▶ [EXERCISE PROMPT] In the listing below, find each line that holds "menu" and list it.

▶ [AVAILABLE RECORDS]

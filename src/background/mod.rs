//! Animated menu background with alpha overlay (§4.7).
//!
//! Drives the same XviD pipeline as the full-screen player at the menu's
//! fixed 30Hz tick rate, then composites a cached PNG overlay on top.

use crate::color;
use crate::image::DecodedImage;
use crate::state::{FB_HEIGHT, FB_WIDTH};
use crate::xvid::RepeatCounter;

#[derive(Debug, Clone, Copy, PartialEq, Eq)]
enum BlendMode {
    Transparent,
    Opaque,
    Blend,
}

const ALPHA_TRANSPARENT_BELOW: u8 = 5;
const ALPHA_OPAQUE_ABOVE: u8 = 250;

/// A loaded overlay with its per-pixel blend classification pre-computed at
/// load time so the per-frame compositing path is three branches, never an
/// alpha comparison.
pub struct OverlayCache {
    width: u32,
    height: u32,
    rgba: Vec<u8>,
    blend_mode: Vec<BlendMode>,
}

impl OverlayCache {
    pub fn build(image: &DecodedImage) -> Self {
        let blend_mode = image
            .rgba
            .chunks_exact(4)
            .map(|px| classify_alpha(px[3]))
            .collect();
        Self {
            width: image.width,
            height: image.height,
            rgba: image.rgba.clone(),
            blend_mode,
        }
    }
}

fn classify_alpha(alpha: u8) -> BlendMode {
    if alpha < ALPHA_TRANSPARENT_BELOW {
        BlendMode::Transparent
    } else if alpha > ALPHA_OPAQUE_ABOVE {
        BlendMode::Opaque
    } else {
        BlendMode::Blend
    }
}

pub struct AnimatedBackground {
    repeat: RepeatCounter,
    main_overlay: Option<OverlayCache>,
    section_overlay: Option<OverlayCache>,
}

impl AnimatedBackground {
    pub fn new(fps: f64) -> Self {
        Self {
            repeat: RepeatCounter::new(fps),
            main_overlay: None,
            section_overlay: None,
        }
    }

    pub fn set_main_overlay(&mut self, image: Option<&DecodedImage>) {
        self.main_overlay = image.map(OverlayCache::build);
    }

    pub fn set_section_overlay(&mut self, image: Option<&DecodedImage>) {
        self.section_overlay = image.map(OverlayCache::build);
    }

    /// Per §4.3 repeat/rate adaptation: call once per menu tick; returns
    /// `true` when a fresh source frame should be decoded this tick.
    pub fn should_decode_new_frame(&mut self) -> bool {
        self.repeat.tick()
    }

    /// Composite the converted background frame with whichever overlay is
    /// active for the current navigation depth, writing RGB565 into `out`
    /// (a 320x240 framebuffer slice).
    pub fn composite(&self, background: &[u16], in_section: bool, out: &mut [u16]) {
        debug_assert_eq!(background.len(), (FB_WIDTH * FB_HEIGHT) as usize);
        debug_assert_eq!(out.len(), (FB_WIDTH * FB_HEIGHT) as usize);

        let overlay = if in_section {
            self.section_overlay.as_ref().or(self.main_overlay.as_ref())
        } else {
            self.main_overlay.as_ref()
        };

        let Some(overlay) = overlay else {
            out.copy_from_slice(background);
            return;
        };

        for y in 0..FB_HEIGHT as usize {
            for x in 0..FB_WIDTH as usize {
                let dst_idx = y * FB_WIDTH as usize + x;
                if x >= overlay.width as usize || y >= overlay.height as usize {
                    out[dst_idx] = background[dst_idx];
                    continue;
                }
                let ov_idx = y * overlay.width as usize + x;
                out[dst_idx] = match overlay.blend_mode[ov_idx] {
                    BlendMode::Transparent => background[dst_idx],
                    BlendMode::Opaque => {
                        let px = &overlay.rgba[ov_idx * 4..ov_idx * 4 + 4];
                        pack_dithered(px[0], px[1], px[2], x, y)
                    }
                    BlendMode::Blend => {
                        let px = &overlay.rgba[ov_idx * 4..ov_idx * 4 + 4];
                        let blended = blend_premultiplied(background[dst_idx], px);
                        pack_dithered_rgb(blended, x, y)
                    }
                };
            }
        }
    }
}

/// Unpack a background RGB565 pixel, alpha-blend the overlay's premultiplied
/// color on top, return straight (r,g,b) in 0..255.
fn blend_premultiplied(bg: u16, overlay_rgba: &[u8]) -> (u8, u8, u8) {
    let bg_r = ((bg >> 11) & 0x1F) as u32 * 255 / 31;
    let bg_g = ((bg >> 5) & 0x3F) as u32 * 255 / 63;
    let bg_b = (bg & 0x1F) as u32 * 255 / 31;

    let a = overlay_rgba[3] as u32;
    let ov_r = overlay_rgba[0] as u32 * a / 255;
    let ov_g = overlay_rgba[1] as u32 * a / 255;
    let ov_b = overlay_rgba[2] as u32 * a / 255;

    let inv_a = 255 - a;
    let r = ov_r + bg_r * inv_a / 255;
    let g = ov_g + bg_g * inv_a / 255;
    let b = ov_b + bg_b * inv_a / 255;

    (r.min(255) as u8, g.min(255) as u8, b.min(255) as u8)
}

fn pack_dithered_rgb(rgb: (u8, u8, u8), x: usize, y: usize) -> u16 {
    pack_dithered(rgb.0, rgb.1, rgb.2, x, y)
}

/// Apply the same 4x4 Bayer kernel used by the YUV pipeline to hide banding
/// on the 16-bit display when down-converting a blended pixel.
fn pack_dithered(r: u8, g: u8, b: u8, x: usize, y: usize) -> u16 {
    let d = color::bayer_offset(x, y);
    let r = (r as i32 + d).clamp(0, 255) as u8;
    let g = (g as i32 + d).clamp(0, 255) as u8;
    let b = (b as i32 + d).clamp(0, 255) as u8;
    let r5 = (r as u16 >> 3) & 0x1F;
    let g6 = (g as u16 >> 2) & 0x3F;
    let b5 = (b as u16 >> 3) & 0x1F;
    (r5 << 11) | (g6 << 5) | b5
}

#[cfg(test)]
mod tests {
    use super::*;

    fn solid_image(w: u32, h: u32, rgba: [u8; 4]) -> DecodedImage {
        DecodedImage {
            width: w,
            height: h,
            rgba: rgba.repeat((w * h) as usize),
        }
    }

    #[test]
    fn classify_alpha_matches_the_three_bands() {
        assert_eq!(classify_alpha(0), BlendMode::Transparent);
        assert_eq!(classify_alpha(4), BlendMode::Transparent);
        assert_eq!(classify_alpha(255), BlendMode::Opaque);
        assert_eq!(classify_alpha(251), BlendMode::Opaque);
        assert_eq!(classify_alpha(128), BlendMode::Blend);
    }

    #[test]
    fn transparent_overlay_passes_background_through() {
        let mut bg_pipe = AnimatedBackground::new(30.0);
        let overlay = solid_image(FB_WIDTH as u32, FB_HEIGHT as u32, [255, 0, 0, 0]);
        bg_pipe.set_main_overlay(Some(&overlay));

        let background = vec![0x1234u16; (FB_WIDTH * FB_HEIGHT) as usize];
        let mut out = vec![0u16; (FB_WIDTH * FB_HEIGHT) as usize];
        bg_pipe.composite(&background, false, &mut out);
        assert_eq!(out[0], 0x1234);
    }

    #[test]
    fn opaque_overlay_fully_replaces_background() {
        let mut bg_pipe = AnimatedBackground::new(30.0);
        let overlay = solid_image(FB_WIDTH as u32, FB_HEIGHT as u32, [255, 255, 255, 255]);
        bg_pipe.set_main_overlay(Some(&overlay));

        let background = vec![0x0000u16; (FB_WIDTH * FB_HEIGHT) as usize];
        let mut out = vec![0u16; (FB_WIDTH * FB_HEIGHT) as usize];
        bg_pipe.composite(&background, false, &mut out);
        assert!(out[0] != 0);
    }

    #[test]
    fn section_overlay_is_selected_only_when_in_section() {
        let mut bg_pipe = AnimatedBackground::new(30.0);
        let main = solid_image(FB_WIDTH as u32, FB_HEIGHT as u32, [255, 0, 0, 255]);
        let section = solid_image(FB_WIDTH as u32, FB_HEIGHT as u32, [0, 255, 0, 255]);
        bg_pipe.set_main_overlay(Some(&main));
        bg_pipe.set_section_overlay(Some(&section));

        let background = vec![0u16; (FB_WIDTH * FB_HEIGHT) as usize];
        let mut out_main = vec![0u16; (FB_WIDTH * FB_HEIGHT) as usize];
        let mut out_section = vec![0u16; (FB_WIDTH * FB_HEIGHT) as usize];
        bg_pipe.composite(&background, false, &mut out_main);
        bg_pipe.composite(&background, true, &mut out_section);
        assert_ne!(out_main[0], out_section[0]);
    }

    #[test]
    fn repeat_schedule_is_reused_from_the_xvid_pipeline() {
        let mut bg_pipe = AnimatedBackground::new(15.0);
        assert!(bg_pipe.should_decode_new_frame());
        assert!(!bg_pipe.should_decode_new_frame());
    }
}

▶ [OUTPUT BELOW]
//! Animated menu background with alpha overlay (§4.7).
//! Drives the same XviD pipeline as the full-screen player at the menu's
    /// Per §4.3 repeat/rate adaptation: call once per menu tick; returns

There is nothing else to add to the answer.